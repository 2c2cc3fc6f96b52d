//! Read-only domain models produced by the provider mapping functions.
//!
//! These are plain values: created fresh on every mapping, never deduplicated,
//! and holding nothing but fields the provider record already carried.

use chrono::{DateTime, Utc};
use serde::Serialize;

#[derive(Debug, Clone, PartialEq, Eq, Serialize)]
pub struct CommitAuthor {
    name: String,
    email: String,
}

impl CommitAuthor {
    pub fn new(name: impl Into<String>, email: impl Into<String>) -> Self {
        Self {
            name: name.into(),
            email: email.into(),
        }
    }

    pub fn name(&self) -> &str {
        &self.name
    }

    pub fn email(&self) -> &str {
        &self.email
    }
}

#[derive(Debug, Clone, PartialEq, Eq, Serialize)]
pub struct Commit {
    sha: String,
    message: String,
    author: CommitAuthor,
    author_date: DateTime<Utc>,
}

impl Commit {
    pub fn new(
        sha: impl Into<String>,
        message: impl Into<String>,
        author: CommitAuthor,
        author_date: DateTime<Utc>,
    ) -> Self {
        Self {
            sha: sha.into(),
            message: message.into(),
            author,
            author_date,
        }
    }

    pub fn sha(&self) -> &str {
        &self.sha
    }

    pub fn message(&self) -> &str {
        &self.message
    }

    pub fn author(&self) -> &CommitAuthor {
        &self.author
    }

    pub fn author_date(&self) -> DateTime<Utc> {
        self.author_date
    }
}

#[derive(Debug, Clone, PartialEq, Eq, Serialize)]
pub struct Tag {
    name: String,
}

impl Tag {
    pub fn new(name: impl Into<String>) -> Self {
        Self { name: name.into() }
    }

    pub fn name(&self) -> &str {
        &self.name
    }
}

/// A file of a repository with its full content.
#[derive(Debug, Clone, PartialEq, Eq)]
pub struct File {
    path: String,
    content: Vec<u8>,
}

impl File {
    pub fn new(path: impl Into<String>, content: impl Into<Vec<u8>>) -> Self {
        Self {
            path: path.into(),
            content: content.into(),
        }
    }

    /// Path relative to the repository root, `/`-separated.
    pub fn path(&self) -> &str {
        &self.path
    }

    pub fn content(&self) -> &[u8] {
        &self.content
    }

    /// Content as UTF-8, with invalid sequences replaced.
    pub fn text(&self) -> std::borrow::Cow<'_, str> {
        String::from_utf8_lossy(&self.content)
    }
}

* * *

Please filter the entries above down to the lines holding "impl" and copy them.

impl CommitAuthor {
    pub fn new(name: impl Into<String>, email: impl Into<String>) -> Self {
impl Commit {
        sha: impl Into<String>,
        message: impl Into<String>,
impl Tag {
    pub fn new(name: impl Into<String>) -> Self {
impl File {
    pub fn new(path: impl Into<String>, content: impl Into<Vec<u8>>) -> Self {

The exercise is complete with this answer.